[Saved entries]
//! Row selection tracking.
//!
//! Selection is keyed by record id, so it survives filtering, sorting and
//! page changes. A row that is filtered out of view stays selected.

use crate::record::RecordId;
use serde::{Deserialize, Serialize};
use std::collections::BTreeSet;

/// Checkbox state.
#[derive(Debug, Clone, Copy, PartialEq, Eq, Default, Serialize, Deserialize)]
pub enum CheckState {
    /// Not checked
    #[default]
    Unchecked,
    /// Checked
    Checked,
    /// Some but not all rows on the page are checked
    Indeterminate,
}

impl CheckState {
    /// Toggle between checked and unchecked.
    #[must_use]
    pub const fn toggle(&self) -> Self {
        match self {
            Self::Unchecked => Self::Checked,
            Self::Checked | Self::Indeterminate => Self::Unchecked,
        }
    }

    /// Check if checked (true for Checked, false for others).
    #[must_use]
    pub const fn is_checked(&self) -> bool {
        matches!(self, Self::Checked)
    }

    /// Check if indeterminate.
    #[must_use]
    pub const fn is_indeterminate(&self) -> bool {
        matches!(self, Self::Indeterminate)
    }
}

/// Set of selected record ids.
#[derive(Debug, Clone, Default, PartialEq, Eq, Serialize, Deserialize)]
pub struct Selection {
    ids: BTreeSet<RecordId>,
}

impl Selection {
    /// Create an empty selection.
    #[must_use]
    pub fn new() -> Self {
        Self::default()
    }

    /// Select or deselect every id on the current page.
    ///
    /// Ids outside `page_ids` are left alone.
    pub fn select_all_on_page<'a, I>(&mut self, page_ids: I, checked: bool)
    where
        I: IntoIterator<Item = &'a RecordId>,
    {
        for id in page_ids {
            if checked {
                self.ids.insert(id.clone());
            } else {
                self.ids.remove(id);
            }
        }
    }

    /// Select or deselect a single row.
    pub fn toggle_row(&mut self, id: &RecordId, checked: bool) {
        if checked {
            self.ids.insert(id.clone());
        } else {
            self.ids.remove(id);
        }
    }

    /// True iff `page_ids` is non-empty and every id is selected.
    #[must_use]
    pub fn is_all_selected_on_page(&self, page_ids: &[&RecordId]) -> bool {
        !page_ids.is_empty() && page_ids.iter().all(|id| self.ids.contains(*id))
    }

    /// True iff at least one, but not every, id in `page_ids` is selected.
    #[must_use]
    pub fn is_partially_selected_on_page(&self, page_ids: &[&RecordId]) -> bool {
        let selected = page_ids.iter().filter(|id| self.ids.contains(**id)).count();
        selected > 0 && selected < page_ids.len()
    }

    /// Tri-state header checkbox for a page.
    #[must_use]
    pub fn page_check_state(&self, page_ids: &[&RecordId]) -> CheckState {
        if self.is_all_selected_on_page(page_ids) {
            CheckState::Checked
        } else if self.is_partially_selected_on_page(page_ids) {
            CheckState::Indeterminate
        } else {
            CheckState::Unchecked
        }
    }

    /// Check if a row is selected.
    #[must_use]
    pub fn contains(&self, id: &RecordId) -> bool {
        self.ids.contains(id)
    }

    /// Number of selected rows.
    #[must_use]
    pub fn len(&self) -> usize {
        self.ids.len()
    }

    /// Check if nothing is selected.
    #[must_use]
    pub fn is_empty(&self) -> bool {
        self.ids.is_empty()
    }

    /// Selected ids in sorted order.
    pub fn ids(&self) -> impl Iterator<Item = &RecordId> {
        self.ids.iter()
    }

    /// Deselect everything.
    pub fn clear(&mut self) {
        self.ids.clear();
    }

    /// Drop ids that are not in `existing`. Returns how many were dropped.
    pub fn retain_existing<'a, I>(&mut self, existing: I) -> usize
    where
        I: IntoIterator<Item = &'a RecordId>,
    {
        let existing: BTreeSet<&RecordId> = existing.into_iter().collect();
        let before = self.ids.len();
        self.ids.retain(|id| existing.contains(id));
        before - self.ids.len()
    }
}
//! HTML markup for a [`TableView`].
//!
//! Produces semantic, unstyled markup with `tabula-*` class hooks. All text
//! coming from records, columns or config is escaped.

use crate::menu::RowAction;
use crate::pagination::PageLink;
use crate::view::{RenderedRow, TableView};
use tabula_core::{CheckState, TextAlign};

/// Attributes for the table root.
#[derive(Debug, Clone, Copy, Default)]
pub struct HtmlOptions<'a> {
    /// `data-testid` of the root element
    pub test_id: &'a str,
    /// `aria-label` of the `<table>`
    pub accessible_name: Option<&'a str>,
}

/// Escape text for use in element content and quoted attributes.
#[must_use]
pub fn escape(text: &str) -> String {
    let mut out = String::with_capacity(text.len());
    for ch in text.chars() {
        match ch {
            '&' => out.push_str("&amp;"),
            '<' => out.push_str("&lt;"),
            '>' => out.push_str("&gt;"),
            '"' => out.push_str("&quot;"),
            '\'' => out.push_str("&#39;"),
            _ => out.push(ch),
        }
    }
    out
}

const fn align_class(align: TextAlign) -> &'static str {
    match align {
        TextAlign::Left => "tabula-align-left",
        TextAlign::Center => "tabula-align-center",
        TextAlign::Right => "tabula-align-right",
    }
}

fn checkbox(label: &str, state: CheckState) -> String {
    let attrs = match state {
        CheckState::Checked => " checked",
        CheckState::Indeterminate => r#" data-state="indeterminate""#,
        CheckState::Unchecked => "",
    };
    format!(
        r#"<input type="checkbox" class="tabula-checkbox" aria-label="{}"{attrs}/>"#,
        escape(label)
    )
}

fn action_menu(row: &RenderedRow) -> String {
    let Some(menu) = &row.actions else {
        return String::new();
    };
    let mut out = String::from(r#"<td class="tabula-row-actions"><menu>"#);
    for item in &menu.items {
        match item {
            RowAction::Label(label) => {
                out.push_str(&format!(r#"<li role="presentation">{}</li>"#, escape(label)));
            }
            RowAction::Action {
                label,
                action,
                destructive,
                disabled,
            } => {
                let class = if *destructive {
                    r#" class="tabula-destructive""#
                } else {
                    ""
                };
                let disabled = if *disabled { " disabled" } else { "" };
                out.push_str(&format!(
                    r#"<li><button type="button" data-action="{}" data-record="{}"{class}{disabled}>{}</button></li>"#,
                    escape(action),
                    escape(row.id.as_str()),
                    escape(label)
                ));
            }
            RowAction::Separator => out.push_str(r#"<li role="separator"></li>"#),
        }
    }
    out.push_str("</menu></td>");
    out
}

/// Render a table view.
#[must_use]
pub fn render(view: &TableView, options: &HtmlOptions<'_>) -> String {
    let mut out = format!(
        r#"<div class="tabula-data-table" data-testid="{}">"#,
        escape(options.test_id)
    );

    if let Some(search) = &view.search {
        out.push_str(&format!(
            r#"<input type="search" class="tabula-search" placeholder="{}" value="{}"/>"#,
            escape(&search.placeholder),
            escape(&search.query)
        ));
    }

    let label = options
        .accessible_name
        .map(|name| format!(r#" aria-label="{}""#, escape(name)))
        .unwrap_or_default();
    let striped = if view.striped { " tabula-striped" } else { "" };
    out.push_str(&format!(r#"<table class="tabula-table{striped}"{label}>"#));

    // Header
    let has_actions = view.rows.iter().any(|r| r.actions.is_some());
    out.push_str("<thead><tr>");
    if let Some(state) = view.select_all {
        out.push_str(&format!("<th>{}</th>", checkbox("Select all", state)));
    }
    for cell in &view.header {
        let aria = cell
            .sort
            .map(|d| format!(r#" aria-sort="{}""#, d.aria()))
            .unwrap_or_default();
        let sortable = if cell.sortable {
            r#" data-sortable="true""#
        } else {
            ""
        };
        out.push_str(&format!(
            r#"<th scope="col" class="{}" data-key="{}"{aria}{sortable}>{}</th>"#,
            align_class(cell.align),
            escape(&cell.key),
            escape(&cell.label)
        ));
    }
    if has_actions {
        out.push_str(r#"<th><span class="tabula-sr-only">Actions</span></th>"#);
    }
    out.push_str("</tr></thead><tbody>");

    // Body
    if view.rows.is_empty() {
        let span = view.header.len()
            + usize::from(view.select_all.is_some())
            + usize::from(has_actions);
        out.push_str(&format!(
            r#"<tr><td class="tabula-empty" colspan="{}">No results.</td></tr>"#,
            span.max(1)
        ));
    }
    for row in &view.rows {
        let selected = if row.selected {
            r#" data-state="selected""#
        } else {
            ""
        };
        out.push_str(&format!(
            r#"<tr data-id="{}"{selected}>"#,
            escape(row.id.as_str())
        ));
        if view.select_all.is_some() {
            let state = if row.selected {
                CheckState::Checked
            } else {
                CheckState::Unchecked
            };
            out.push_str(&format!("<td>{}</td>", checkbox("Select row", state)));
        }
        for cell in &row.cells {
            out.push_str(&format!(
                r#"<td class="{}">{}</td>"#,
                align_class(cell.align),
                escape(&cell.text)
            ));
        }
        out.push_str(&action_menu(row));
        out.push_str("</tr>");
    }
    out.push_str("</tbody></table>");

    // Footer
    out.push_str(&format!(
        r#"<div class="tabula-summary">{}</div>"#,
        escape(&view.summary())
    ));
    let pagination = &view.pagination;
    out.push_str(r#"<nav class="tabula-pagination" aria-label="pagination">"#);
    out.push_str(&format!(
        r#"<button type="button" data-page="previous"{}>Previous</button>"#,
        if pagination.has_previous { "" } else { " disabled" }
    ));
    for link in &pagination.links {
        match link {
            PageLink::Page { number, current } => {
                let current = if *current {
                    r#" aria-current="page""#
                } else {
                    ""
                };
                out.push_str(&format!(
                    r#"<button type="button" data-page="{number}"{current}>{number}</button>"#
                ));
            }
            PageLink::Ellipsis => out.push_str(r#"<span class="tabula-ellipsis">…</span>"#),
        }
    }
    out.push_str(&format!(
        r#"<button type="button" data-page="next"{}>Next</button>"#,
        if pagination.has_next { "" } else { " disabled" }
    ));
    out.push_str("</nav></div>");
    out
}

#[cfg(test)]
mod tests {
    use super::*;
    use crate::DataTable;
    use tabula_core::{ColumnDescriptor, Record, RecordId};

    fn table() -> DataTable {
        DataTable::new()
            .column(ColumnDescriptor::new("name", "Name").sortable())
            .page_size(1)
            .records([
                Record::new("1").cell("name", "<b>Kim</b>"),
                Record::new("2").cell("name", "Lee & Co"),
            ])
    }

    #[test]
    fn test_escape() {
        assert_eq!(
            escape(r#"<a href="x">Tom's & Jerry</a>"#),
            "&lt;a href=&quot;x&quot;&gt;Tom&#39;s &amp; Jerry&lt;/a&gt;"
        );
        assert_eq!(escape("plain"), "plain");
    }

    #[test]
    fn test_render_escapes_cells() {
        let html = table().to_html();
        assert!(html.contains("&lt;b&gt;Kim&lt;/b&gt;"));
        assert!(!html.contains("<b>Kim</b>"));
    }

    #[test]
    fn test_render_structure() {
        let html = table().accessible_name("People").to_html();
        assert!(html.starts_with(r#"<div class="tabula-data-table" data-testid="data-table">"#));
        assert!(html.contains(r#"aria-label="People""#));
        assert!(html.contains(r#"<input type="search""#));
        assert!(html.contains(r#"aria-label="Select all""#));
        assert!(html.contains(r#"data-sortable="true""#));
        assert!(html.contains(r#"data-page="previous" disabled"#));
        assert!(html.contains(r#"aria-current="page""#));
        assert!(html.contains("0 of 2 row(s) selected."));
        assert!(html.ends_with("</nav></div>"));
    }

    #[test]
    fn test_render_selected_and_sorted() {
        let mut table = table();
        table.toggle_row(&RecordId::new("1"), true);
        table.sort_by("name");
        let html = table.to_html();
        assert!(html.contains(r#"data-state="selected""#));
        assert!(html.contains(r#"aria-sort="ascending""#));
        assert!(html.contains(" checked"));
    }

    #[test]
    fn test_render_indeterminate_header() {
        let mut table = DataTable::new()
            .column(ColumnDescriptor::new("name", "Name"))
            .records([Record::new("1"), Record::new("2")]);
        table.toggle_row(&RecordId::new("2"), true);
        assert!(table.to_html().contains(r#"data-state="indeterminate""#));
    }

    #[test]
    fn test_render_empty() {
        let mut table = table();
        table.set_search("zzz");
        let html = table.to_html();
        assert!(html.contains(r#"colspan="2">No results."#));
    }

    #[test]
    fn test_render_row_actions() {
        let html = table()
            .row_action(RowAction::label("Actions"))
            .row_action(RowAction::action("Copy ID", "copy-id"))
            .row_action(RowAction::separator())
            .row_action(RowAction::action("Delete", "delete").destructive())
            .to_html();
        assert!(html.contains(r#"data-action="copy-id" data-record="1""#));
        assert!(html.contains(r#"class="tabula-destructive""#));
        assert!(html.contains(r#"role="separator""#));
        assert!(html.contains("tabula-sr-only"));
    }

    #[test]
    fn test_render_without_search_or_selection() {
        let html = table().searchable(false).selectable(false).to_html();
        assert!(!html.contains(r#"type="search""#));
        assert!(!html.contains(r#"type="checkbox""#));
    }
}
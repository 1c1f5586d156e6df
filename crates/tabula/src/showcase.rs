//! Payments demo page.
//!
//! A small fixed dataset wired into a [`DataTable`] the way a demo page
//! would configure it: capitalized status, currency amounts, email search
//! and a per-row action menu.

use crate::widgets::{DataTable, RowAction};
use crate::{
    records_from_json, CellValue, ColumnDescriptor, ColumnKind, Record, Result, TableConfig,
    TextAlign,
};

/// Table options for the payments page.
const DEMO_CONFIG: &str = r"
page_size: 10
search_column: email
search_placeholder: Filter emails...
";

/// Payments shown on the page.
const PAYMENTS: &str = r#"[
    { "id": "m5gr84i9", "amount": 316, "status": "success", "email": "ken99@example.com" },
    { "id": "3u1reuv4", "amount": 242, "status": "success", "email": "Abe45@example.com" },
    { "id": "derv1ws0", "amount": 837, "status": "processing", "email": "Monserrat44@example.com" },
    { "id": "5kma53ae", "amount": 874, "status": "success", "email": "Silas22@example.com" },
    { "id": "bhqecj4p", "amount": 721, "status": "failed", "email": "carmella@example.com" }
]"#;

/// Action id for copying the payment id.
pub const COPY_PAYMENT_ID: &str = "copy-payment-id";
/// Action id for opening the customer.
pub const VIEW_CUSTOMER: &str = "view-customer";
/// Action id for opening the payment.
pub const VIEW_PAYMENT: &str = "view-payment";

/// The demo payments.
///
/// # Errors
///
/// Returns an error if the embedded data is not an array of records.
pub fn payments() -> Result<Vec<Record>> {
    records_from_json(PAYMENTS)
}

/// Format a number as US dollars, e.g. `$1,234.50`.
#[must_use]
pub fn format_usd(amount: f64) -> String {
    let sign = if amount < 0.0 { "-" } else { "" };
    let fixed = format!("{:.2}", amount.abs());
    let (whole, cents) = fixed.split_once('.').unwrap_or((fixed.as_str(), "00"));

    let mut grouped = String::with_capacity(whole.len() + whole.len() / 3);
    for (i, digit) in whole.chars().enumerate() {
        if i > 0 && (whole.len() - i) % 3 == 0 {
            grouped.push(',');
        }
        grouped.push(digit);
    }
    format!("{sign}${grouped}.{cents}")
}

fn capitalize(text: &str) -> String {
    let mut chars = text.chars();
    match chars.next() {
        Some(first) => first.to_uppercase().chain(chars).collect(),
        None => String::new(),
    }
}

/// Columns of the payments table.
#[must_use]
pub fn payment_columns() -> Vec<ColumnDescriptor> {
    vec![
        ColumnDescriptor::new("status", "Status")
            .render(|value, _| capitalize(&value.display())),
        ColumnDescriptor::new("email", "Email")
            .sortable()
            .render(|value, _| value.display().to_lowercase()),
        ColumnDescriptor::new("amount", "Amount")
            .kind(ColumnKind::Number)
            .align(TextAlign::Right)
            .sortable()
            .render(|value, _| match value {
                CellValue::Number(n) => format_usd(*n),
                other => other.display(),
            }),
    ]
}

/// Table options for the payments page.
///
/// # Errors
///
/// Returns an error if the embedded YAML is invalid.
pub fn demo_config() -> Result<TableConfig> {
    TableConfig::from_yaml(DEMO_CONFIG)
}

/// Row actions of the payments table.
#[must_use]
pub fn payment_actions() -> Vec<RowAction> {
    vec![
        RowAction::label("Actions"),
        RowAction::action("Copy payment ID", COPY_PAYMENT_ID),
        RowAction::separator(),
        RowAction::action("View customer", VIEW_CUSTOMER),
        RowAction::action("View payment details", VIEW_PAYMENT),
    ]
}

/// The complete payments table.
///
/// # Errors
///
/// Returns an error if the embedded data or config cannot be loaded.
pub fn payments_table() -> Result<DataTable> {
    let config = demo_config()?;
    let records = payments()?;
    tracing::debug!(records = records.len(), "loaded payments");

    let table = payment_actions().into_iter().fold(
        DataTable::from_config(&config)
            .columns(payment_columns())
            .records(records)
            .accessible_name("Payments")
            .test_id("payments-table"),
        DataTable::row_action,
    );
    Ok(table)
}

#[cfg(test)]
mod tests {
    use super::*;
    use crate::RecordId;

    // ===== Data Tests =====

    #[test]
    fn test_payments_load() {
        let payments = payments().unwrap();
        assert_eq!(payments.len(), 5);
        assert_eq!(payments[0].id().as_str(), "m5gr84i9");
        assert_eq!(payments[0].value("amount"), &CellValue::Number(316.0));
        assert_eq!(payments[4].value("status"), &CellValue::from("failed"));
    }

    #[test]
    fn test_demo_config() {
        let config = demo_config().unwrap();
        assert_eq!(config.page_size, 10);
        assert_eq!(config.search_column.as_deref(), Some("email"));
        assert_eq!(config.search_placeholder, "Filter emails...");
        assert!(config.selectable);
    }

    // ===== Formatting Tests =====

    #[test]
    fn test_format_usd() {
        assert_eq!(format_usd(316.0), "$316.00");
        assert_eq!(format_usd(0.5), "$0.50");
        assert_eq!(format_usd(1234.5), "$1,234.50");
        assert_eq!(format_usd(1_000_000.0), "$1,000,000.00");
        assert_eq!(format_usd(-42.0), "-$42.00");
    }

    #[test]
    fn test_capitalize() {
        assert_eq!(capitalize("success"), "Success");
        assert_eq!(capitalize(""), "");
    }

    #[test]
    fn test_columns_render() {
        let columns = payment_columns();
        let record = Record::new("x")
            .cell("status", "processing")
            .cell("email", "Abe45@Example.com")
            .cell("amount", 837);
        let cells: Vec<String> = columns.iter().map(|c| c.render_cell(&record)).collect();
        assert_eq!(cells, vec!["Processing", "abe45@example.com", "$837.00"]);
        assert!(!columns[0].sortable);
        assert_eq!(columns[2].align, TextAlign::Right);
    }

    // ===== Table Tests =====

    #[test]
    fn test_payments_table_view() {
        let table = payments_table().unwrap();
        let view = table.view();
        assert_eq!(view.rows.len(), 5);
        assert_eq!(view.pagination.total_pages, 1);
        assert_eq!(view.rows[0].cell("amount"), Some("$316.00"));
        assert_eq!(view.rows[0].cell("status"), Some("Success"));
        assert_eq!(view.summary(), "0 of 5 row(s) selected.");
    }

    #[test]
    fn test_search_is_email_only() {
        let mut table = payments_table().unwrap();
        table.set_search("success");
        assert!(table.view().is_empty());

        table.set_search("ABE");
        assert_eq!(table.view().row_ids(), vec!["3u1reuv4"]);
    }

    #[test]
    fn test_sort_by_amount_desc() {
        let mut table = payments_table().unwrap();
        table.sort_by("amount");
        table.sort_by("amount");
        assert_eq!(
            table.view().row_ids(),
            vec!["5kma53ae", "derv1ws0", "bhqecj4p", "m5gr84i9", "3u1reuv4"]
        );
    }

    #[test]
    fn test_copy_payment_id_action() {
        let table = payments_table().unwrap();
        let id = RecordId::new("derv1ws0");
        let selected = table.activate_action(&id, COPY_PAYMENT_ID).unwrap();
        assert_eq!(selected.record, id);
        assert_eq!(selected.action, COPY_PAYMENT_ID);
        assert!(table.activate_action(&id, "delete").is_none());
    }

    #[test]
    fn test_html_markup() {
        let html = payments_table().unwrap().to_html();
        assert!(html.contains(r#"data-testid="payments-table""#));
        assert!(html.contains(r#"placeholder="Filter emails...""#));
        assert!(html.contains("View payment details"));
    }
}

■ WORK ORDER ■
The answer should contain only the lines from the first line of the entries through the line holding "matches!(self, Self::Indeterminate)", each exactly as written.

■ TASK ANSWER ■
//! Row selection tracking.
//!
//! Selection is keyed by record id, so it survives filtering, sorting and
//! page changes. A row that is filtered out of view stays selected.

use crate::record::RecordId;
use serde::{Deserialize, Serialize};
use std::collections::BTreeSet;

/// Checkbox state.
#[derive(Debug, Clone, Copy, PartialEq, Eq, Default, Serialize, Deserialize)]
pub enum CheckState {
    /// Not checked
    #[default]
    Unchecked,
    /// Checked
    Checked,
    /// Some but not all rows on the page are checked
    Indeterminate,
}

impl CheckState {
    /// Toggle between checked and unchecked.
    #[must_use]
    pub const fn toggle(&self) -> Self {
        match self {
            Self::Unchecked => Self::Checked,
            Self::Checked | Self::Indeterminate => Self::Unchecked,
        }
    }

    /// Check if checked (true for Checked, false for others).
    #[must_use]
    pub const fn is_checked(&self) -> bool {
        matches!(self, Self::Checked)
    }

    /// Check if indeterminate.
    #[must_use]
    pub const fn is_indeterminate(&self) -> bool {
        matches!(self, Self::Indeterminate)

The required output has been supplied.